La morula, a bassa amplificazione, appariva estremamente passiva; non pulsava, poiché era immersa nella stasi… eppure era così bella nel suo sonno parziale… così piccola… ma tuttavia teatro di tante antiche battaglie.
Svengaard posò la mano sui controlli dell’ingrandimento, esitò. Un ingrandimento maggiore comportava numerosi pericoli, ma Potter avrebbe potuto senza dubbio porre rimedio alle tracce di interferenza mesonica. E poi la tentazione di guardare al massimo ingrandimento era troppo forte.
Raddoppiò l’ingrandimento.
Lo raddoppiò ancora una volta.
I successivi ingrandimenti diminuirono sempre più l’impressione che la morula fosse in stasi. Svengaard registrò dei movimenti, e nelle zone non perfettamente messe a fuoco si intuivano dei lampi, simili a pesci che guizzassero nell’acqua. Dallo sfondo emerse la tripla spirale di nucleotidi che lo aveva spinto a chiamare Potter. L’embrione era quasi un Optimate. Possedeva quasi quella magnifica perfezione di forme e mente che poteva accettare l’equilibrio indefinito della Vita, raggiunto mediante la somministrazione, estremamente accurata e delicatissima, di enzimi.
Svengaard provò una punta di tristezza. Quegli stessi enzimi, anche se lo mantenevano in vita, lo stavano lentamente uccidendo. Era il destino di tutti gli esseri umani. Potevano vivere duecento anni, qualche volta perfino più a lungo… ma l’equilibrio si spezzava per tutti, tranne che per gli Optimati.

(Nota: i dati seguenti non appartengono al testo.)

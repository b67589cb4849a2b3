//! Error types for grids, rules and the board.

use super::direction::Direction;

/// Error raised by grid construction and line projection.
#[derive(Debug, Clone, PartialEq, Eq, derive_more::Display)]
pub enum GridError {
    /// The requested grid size cannot hold a game.
    #[display("Invalid grid size {}", _0)]
    InvalidSize(usize),

    /// A cell coordinate lies outside the grid.
    #[display("Cell ({}, {}) is outside a {}x{} grid", row, col, size, size)]
    OutOfBounds {
        /// Requested row.
        row: usize,
        /// Requested column.
        col: usize,
        /// Grid size.
        size: usize,
    },

    /// A line index lies outside the grid.
    #[display("Line {} is outside a {}x{} grid", index, size, size)]
    LineIndex {
        /// Requested row or column.
        index: usize,
        /// Grid size.
        size: usize,
    },

    /// A line written back does not match the grid size.
    #[display("Line has {} cells, expected {}", actual, expected)]
    LineLength {
        /// Grid size.
        expected: usize,
        /// Length of the given line.
        actual: usize,
    },

    /// Rows handed to the grid do not form a square.
    #[display("Grid rows are not square")]
    NotSquare,
}

impl std::error::Error for GridError {}

/// Error raised when a rule is applied outside its domain.
#[derive(Debug, Clone, PartialEq, Eq, derive_more::Display)]
pub enum RuleError {
    /// The value is not 1, 2, or 3 doubled some number of times.
    #[display("Value {} is not on the canonical doubling sequence", _0)]
    NonCanonicalValue(u32),

    /// The spawn edge for the direction has no empty cell.
    #[display("No empty cell on the spawn edge after shifting {}", _0)]
    NoEmptyEdgeCell(Direction),

    /// The grid rejected an operation.
    #[display("{}", _0)]
    Grid(GridError),
}

impl std::error::Error for RuleError {
    fn source(&self) -> Option<&(dyn std::error::Error + 'static)> {
        match self {
            RuleError::Grid(err) => Some(err),
            _ => None,
        }
    }
}

impl From<GridError> for RuleError {
    fn from(err: GridError) -> Self {
        RuleError::Grid(err)
    }
}

/// Error raised by board operations.
#[derive(Debug, Clone, PartialEq, Eq, derive_more::Display)]
pub enum BoardError {
    /// A shift was requested while the previous one is still pending.
    #[display("Shift {} is pending; undo or commit it first", _0)]
    ShiftPending(Direction),

    /// Undo or commit was requested with no pending shift.
    #[display("No shift is pending")]
    NoPendingShift,

    /// A postcondition failed after a transition.
    #[display("Invariant violation: {}", _0)]
    InvariantViolation(String),

    /// A rule rejected the operation.
    #[display("{}", _0)]
    Rule(RuleError),

    /// The grid rejected the operation.
    #[display("{}", _0)]
    Grid(GridError),
}

impl std::error::Error for BoardError {
    fn source(&self) -> Option<&(dyn std::error::Error + 'static)> {
        match self {
            BoardError::Rule(err) => Some(err),
            BoardError::Grid(err) => Some(err),
            _ => None,
        }
    }
}

impl From<RuleError> for BoardError {
    fn from(err: RuleError) -> Self {
        BoardError::Rule(err)
    }
}

impl From<GridError> for BoardError {
    fn from(err: GridError) -> Self {
        BoardError::Grid(err)
    }
}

Loro erano perfetti, limitati soltanto dalla sterilità… ma quello era il fato di molti umani, e comunque non sottraeva nulla alla loro esistenza eterna.
Poiché anche lui era sterile, Svengaard aveva l’impressione di avere qualcosa in comune con gli Ottimati. Loro avrebbero risolto anche quel problema… un giorno o l’altro.
Si concentrò sulla morula. A quell’ingrandimento, notò un lieve movimento provocato da un aminoacido contenente solfo. Con un moto di sorpresa, Svengaard lo riconobbe: era isovaltina, un indicatore genetico che indicava la presenza di un mixodema latente, foriero di una qualche potenziale deficienza tiroidea. Era un difetto inquietante, in quella morula tanto vicina alla perfezione. Avrebbe dovuto avvertire Potter.